Quepos is a tourism region as an effect of being linked (by infrastructure, communication networks, organizations and people) to other people and things in the rest of Costa Rica as well as elsewhere. Enterprises, the national park, beaches, tourists and all the other relevant entities are performed in, by and through these relations.

Objects, however, can also be imagined as networks. Cars, caravans, planes, hotels and restaurants are topologically multiple, inhabiting both Euclidean and network spaces12. They hold their shape, function and meaning if these are ‘sustained within a stable network of relations with other entities’ (Law, 2002: 95).

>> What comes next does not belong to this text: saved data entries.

use crate::calendar::navigation::CalendarNav;
use crate::calendar::time_grid::TimeGridMapper;
use crate::core::models::{BaseEvent, EventDraft, EventOccurrence, EventPatch};
use crate::core::store::EventStore;
use crate::core::types::{ShortcutKey, ViewMode};
use crate::errors::Result;
use crate::extensions::chrono::NaiveDateExt;
use crate::logging::{LogTarget, Logger};
use chrono::{Duration, NaiveDate, NaiveDateTime, NaiveTime};

/// Hour the create dialog opened from the keyboard starts at.
pub const DIALOG_DEFAULT_HOUR: u32 = 9;

/// Month-grid drag-to-create.
#[derive(Debug, Clone, Copy, PartialEq, Eq)]
pub struct SelectionState {
    pub anchor: NaiveDate,
    pub current: NaiveDate,
}

impl SelectionState {
    /// Whole days from the earlier to the later end, as `[start, end)`.
    pub fn range(&self) -> (NaiveDateTime, NaiveDateTime) {
        let (first, last) = if self.anchor <= self.current {
            (self.anchor, self.current)
        } else {
            (self.current, self.anchor)
        };
        (first.midnight(), (last + Duration::days(1)).midnight())
    }
}

/// The occurrence a gesture started on, resolved to the stored event it edits.
#[derive(Debug, Clone, PartialEq, Eq)]
pub struct GestureTarget {
    pub occurrence_id: String,
    pub source_event_id: i32,
    pub is_synthetic: bool,
    pub start: NaiveDateTime,
    pub end: NaiveDateTime,
}

impl From<&EventOccurrence> for GestureTarget {
    fn from(occ: &EventOccurrence) -> Self {
        Self {
            occurrence_id: occ.id.clone(),
            source_event_id: occ.source_event_id,
            is_synthetic: occ.is_synthetic,
            start: occ.start,
            end: occ.end,
        }
    }
}

#[derive(Debug, Clone, PartialEq)]
pub struct DragState {
    pub target: GestureTarget,
    /// Pointer distance below the block's top when grabbed.
    pub grab_offset_px: f64,
    pub current_day: NaiveDate,
    pub current_px: f64,
}

#[derive(Debug, Clone, PartialEq)]
pub struct ResizeState {
    pub target: GestureTarget,
    pub top_px: f64,
    pub current_px: f64,
}

#[derive(Debug, Clone, Copy, PartialEq, Eq)]
pub struct QuickAddState {
    pub start: NaiveDateTime,
    pub end: NaiveDateTime,
}

/// At most one gesture is live; starting another replaces it.
#[derive(Debug, Clone, Default, PartialEq)]
pub enum Session {
    #[default]
    Idle,
    Selecting(SelectionState),
    Dragging(DragState),
    Resizing(ResizeState),
    QuickAdding(QuickAddState),
}

impl Session {
    pub fn name(&self) -> &'static str {
        match self {
            Session::Idle => "idle",
            Session::Selecting(_) => "selecting",
            Session::Dragging(_) => "dragging",
            Session::Resizing(_) => "resizing",
            Session::QuickAdding(_) => "quick-adding",
        }
    }
}

/// Modal create form, prefilled with a time range.
#[derive(Debug, Clone, Copy, PartialEq, Eq)]
pub struct CreateDialog {
    pub start: NaiveDateTime,
    pub end: NaiveDateTime,
    pub all_day: bool,
}

#[derive(Debug, Clone, PartialEq)]
pub enum InteractionOutcome {
    /// Nothing happened (no session, or input blocked by a modal or text focus).
    Ignored,
    /// A gesture started or moved.
    Pending,
    /// State thrown away without side effects.
    Discarded,
    DialogOpened(CreateDialog),
    QuickAddOpened(QuickAddState),
    /// The store accepted a create/update; the view should re-fetch.
    Committed(BaseEvent),
    Deleted(i32),
    Failed(String),
    Navigated(NaiveDate),
    ModeChanged(ViewMode),
}

impl InteractionOutcome {
    pub fn needs_refresh(&self) -> bool {
        matches!(
            self,
            InteractionOutcome::Committed(_) | InteractionOutcome::Deleted(_)
        )
    }
}

#[derive(Debug, Default)]
pub struct InteractionController {
    session: Session,
    dialog: Option<CreateDialog>,
    text_focused: bool,
    mapper: TimeGridMapper,
    logger: Option<Logger>,
}

impl InteractionController {
    pub fn new(mapper: TimeGridMapper) -> Self {
        Self {
            mapper,
            ..Self::default()
        }
    }

    pub fn with_logger(mut self, logger: Logger) -> Self {
        self.logger = Some(logger);
        self
    }

    pub fn session(&self) -> &Session {
        &self.session
    }

    pub fn dialog(&self) -> Option<&CreateDialog> {
        self.dialog.as_ref()
    }

    pub fn mapper(&self) -> &TimeGridMapper {
        &self.mapper
    }

    /// Swap the grid scale. Session, dialog and focus are kept; pixels passed
    /// from now on are read with the new scale.
    pub fn set_mapper(&mut self, mapper: TimeGridMapper) {
        self.mapper = mapper;
    }

    pub fn set_text_focus(&mut self, focused: bool) {
        self.text_focused = focused;
    }

    pub fn is_text_focused(&self) -> bool {
        self.text_focused
    }

    /// A dialog or the quick-add popover is showing.
    pub fn is_modal_open(&self) -> bool {
        self.dialog.is_some() || matches!(self.session, Session::QuickAdding(_))
    }

    fn info(&self, message: String) {
        if let Some(logger) = &self.logger {
            logger.info(message, LogTarget::FileOnly);
        }
    }

    fn fail(&self, message: String) -> InteractionOutcome {
        if let Some(logger) = &self.logger {
            logger.error(&message, LogTarget::FileOnly);
        }
        InteractionOutcome::Failed(message)
    }

    /// `verb` is the bare action name: "move", "resize", "create".
    fn finish(&self, result: Result<BaseEvent>, verb: &str) -> InteractionOutcome {
        match result {
            Ok(event) => {
                self.info(format!("Saved {verb} of event with id {}", event.id));
                InteractionOutcome::Committed(event)
            }
            Err(err) => self.fail(format!("Could not {verb} event: {err}")),
        }
    }

    // ---- keyboard ------------------------------------------------------------

    pub fn handle_key(
        &mut self,
        key: ShortcutKey,
        nav: &mut CalendarNav,
        today: NaiveDate,
    ) -> InteractionOutcome {
        if self.is_modal_open() || self.text_focused {
            return InteractionOutcome::Ignored;
        }
        match key {
            ShortcutKey::N => self.open_dialog_at(nav.selected),
            ShortcutKey::T => {
                nav.today(today);
                InteractionOutcome::Navigated(nav.anchor)
            }
            ShortcutKey::W => {
                nav.set_mode(ViewMode::Week);
                InteractionOutcome::ModeChanged(ViewMode::Week)
            }
            ShortcutKey::M => {
                nav.set_mode(ViewMode::Month);
                InteractionOutcome::ModeChanged(ViewMode::Month)
            }
            ShortcutKey::Left => {
                nav.previous();
                InteractionOutcome::Navigated(nav.anchor)
            }
            ShortcutKey::Right => {
                nav.next();
                InteractionOutcome::Navigated(nav.anchor)
            }
        }
    }

    /// Create dialog on `day` at the default hour, quick-add length.
    pub fn open_dialog_at(&mut self, day: NaiveDate) -> InteractionOutcome {
        let start = day.and_time(
            NaiveTime::from_hms_opt(DIALOG_DEFAULT_HOUR, 0, 0).unwrap_or(NaiveTime::MIN),
        );
        let end = start + Duration::minutes(self.mapper.scale().quick_add_minutes as i64);
        self.open_dialog(CreateDialog {
            start,
            end,
            all_day: false,
        })
    }

    fn open_dialog(&mut self, dialog: CreateDialog) -> InteractionOutcome {
        self.session = Session::Idle;
        self.dialog = Some(dialog);
        InteractionOutcome::DialogOpened(dialog)
    }

    // ---- pointer ------------------------------------------------------------

    /// Pointer-down while a dialog or popover is open counts as clicking outside it.
    fn dismiss_if_modal(&mut self) -> bool {
        if self.is_modal_open() {
            self.dialog = None;
            self.session = Session::Idle;
            self.info("Dismissed open dialog".to_string());
            true
        } else {
            false
        }
    }

    pub fn begin_selection(&mut self, day: NaiveDate) -> InteractionOutcome {
        if self.dismiss_if_modal() {
            return InteractionOutcome::Discarded;
        }
        self.session = Session::Selecting(SelectionState {
            anchor: day,
            current: day,
        });
        InteractionOutcome::Pending
    }

    pub fn begin_drag(
        &mut self,
        occ: &EventOccurrence,
        day: NaiveDate,
        pointer_px: f64,
    ) -> InteractionOutcome {
        if self.dismiss_if_modal() {
            return InteractionOutcome::Discarded;
        }
        let top = if occ.start.date() == day {
            self.mapper.time_to_offset_px(occ.start)
        } else {
            0.0
        };
        self.session = Session::Dragging(DragState {
            target: GestureTarget::from(occ),
            grab_offset_px: (pointer_px - top).max(0.0),
            current_day: day,
            current_px: pointer_px,
        });
        InteractionOutcome::Pending
    }

    pub fn begin_resize(&mut self, occ: &EventOccurrence, pointer_px: f64) -> InteractionOutcome {
        if self.dismiss_if_modal() {
            return InteractionOutcome::Discarded;
        }
        self.session = Session::Resizing(ResizeState {
            target: GestureTarget::from(occ),
            top_px: self.mapper.time_to_offset_px(occ.start),
            current_px: pointer_px,
        });
        InteractionOutcome::Pending
    }

    pub fn pointer_move(&mut self, day: NaiveDate, px: f64) -> InteractionOutcome {
        match &mut self.session {
            Session::Selecting(sel) => sel.current = day,
            Session::Dragging(drag) => {
                drag.current_day = day;
                drag.current_px = px;
            }
            Session::Resizing(resize) => resize.current_px = px,
            Session::Idle | Session::QuickAdding(_) => return InteractionOutcome::Ignored,
        }
        InteractionOutcome::Pending
    }

    /// Ends the live gesture at `(day, px)`. The session is cleared whatever the store says.
    pub fn pointer_up(
        &mut self,
        day: NaiveDate,
        px: f64,
        store: &mut dyn EventStore,
    ) -> InteractionOutcome {
        match std::mem::take(&mut self.session) {
            Session::Selecting(mut sel) => {
                sel.current = day;
                let (start, end) = sel.range();
                self.open_dialog(CreateDialog {
                    start,
                    end,
                    all_day: true,
                })
            }
            Session::Dragging(drag) => {
                self.commit_move(&drag.target, day, px, drag.grab_offset_px, store)
            }
            Session::Resizing(resize) => {
                self.commit_resize(&resize.target, px - resize.top_px, store)
            }
            session @ Session::QuickAdding(_) => {
                self.session = session;
                InteractionOutcome::Ignored
            }
            Session::Idle => InteractionOutcome::Ignored,
        }
    }

    fn commit_move(
        &self,
        target: &GestureTarget,
        day: NaiveDate,
        drop_px: f64,
        grab_offset_px: f64,
        store: &mut dyn EventStore,
    ) -> InteractionOutcome {
        let duration = target.end - target.start;
        let (start, end) = self.mapper.move_to(duration, day, drop_px, grab_offset_px);
        let result = store.update(target.source_event_id, &EventPatch::times(start, end));
        self.finish(result, "move")
    }

    /// Only the end changes. An expanded instance carries its new length back to the series.
    fn commit_resize(
        &self,
        target: &GestureTarget,
        height_px: f64,
        store: &mut dyn EventStore,
    ) -> InteractionOutcome {
        let new_end = self.mapper.resize_end(target.start, height_px);
        let duration = new_end - target.start;
        let result = store.get(target.source_event_id).and_then(|base| {
            store.update(
                target.source_event_id,
                &EventPatch::end_only(base.start + duration),
            )
        });
        self.finish(result, "resize")
    }

    // ---- quick add ------------------------------------------------------------

    /// Single click on an empty slot opens the quick-add popover.
    pub fn click_empty_slot(&mut self, day: NaiveDate, px: f64) -> InteractionOutcome {
        if self.dismiss_if_modal() {
            return InteractionOutcome::Discarded;
        }
        let (start, end) = self.mapper.quick_add_range(day, px);
        let state = QuickAddState { start, end };
        self.session = Session::QuickAdding(state);
        InteractionOutcome::QuickAddOpened(state)
    }

    pub fn confirm_quick_add(
        &mut self,
        title: &str,
        store: &mut dyn EventStore,
    ) -> InteractionOutcome {
        let Session::QuickAdding(state) = self.session else {
            return InteractionOutcome::Ignored;
        };
        self.session = Session::Idle;
        let result = store.create(EventDraft::new(title.trim(), state.start, state.end));
        self.finish(result, "create")
    }

    // ---- dialog ---------------------------------------------------------------

    pub fn submit_dialog(
        &mut self,
        title: &str,
        store: &mut dyn EventStore,
    ) -> InteractionOutcome {
        let Some(dialog) = self.dialog.take() else {
            return InteractionOutcome::Ignored;
        };
        let mut draft = EventDraft::new(title.trim(), dialog.start, dialog.end);
        draft.all_day = dialog.all_day;
        let result = store.create(draft);
        self.finish(result, "create")
    }

    /// Escape: drop any gesture, popover or dialog.
    pub fn cancel(&mut self) -> InteractionOutcome {
        let had_dialog = self.dialog.take().is_some();
        let had_session = !matches!(std::mem::take(&mut self.session), Session::Idle);
        if had_dialog || had_session {
            InteractionOutcome::Discarded
        } else {
            InteractionOutcome::Ignored
        }
    }

    pub fn delete_event(&mut self, id: i32, store: &mut dyn EventStore) -> InteractionOutcome {
        match store.delete(id) {
            Ok(()) => {
                self.info(format!("Deleted event with id {id}"));
                InteractionOutcome::Deleted(id)
            }
            Err(err) => self.fail(format!("Could not delete event: {err}")),
        }
    }
}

Let us take the example of a plane. A plane itself is a network (with an engine, wings, fuselage, trolleys, passengers, pilots and crew). However, the air corridor it is flying through, the air traffic control it is communicating with, the computerized navigation and the like can also be treated as a network. And on a larger scale the air transport system as a whole, that is, with its airports, airlines, passengers and international aviation organizations, can also be thought of in the same terms (see Law, 2002: 93). Therefore, planes are, as Latour argues, examples of immutable mobiles (see also Law, 1994 and 1999; Law and Mol, 2000). Planes are mobile, because there is movement from, let us say, Amsterdam to San José. And planes are immutable because they are objects that hold their shape as a network. Planes are invariant and materially heterogeneous networks, immutable because the different components hold another in place, at least in theory.

But it also, and at the same time, implies a form of spatiality, a network space that renders possible the immutable mobility of an object, such as a plane travelling from Amsterdam to San José (Law and Mol, 2000). Here, then, as Law (2002: 93) explains, the network-ness of the immutable mobile works in two ways, at two levels of scale.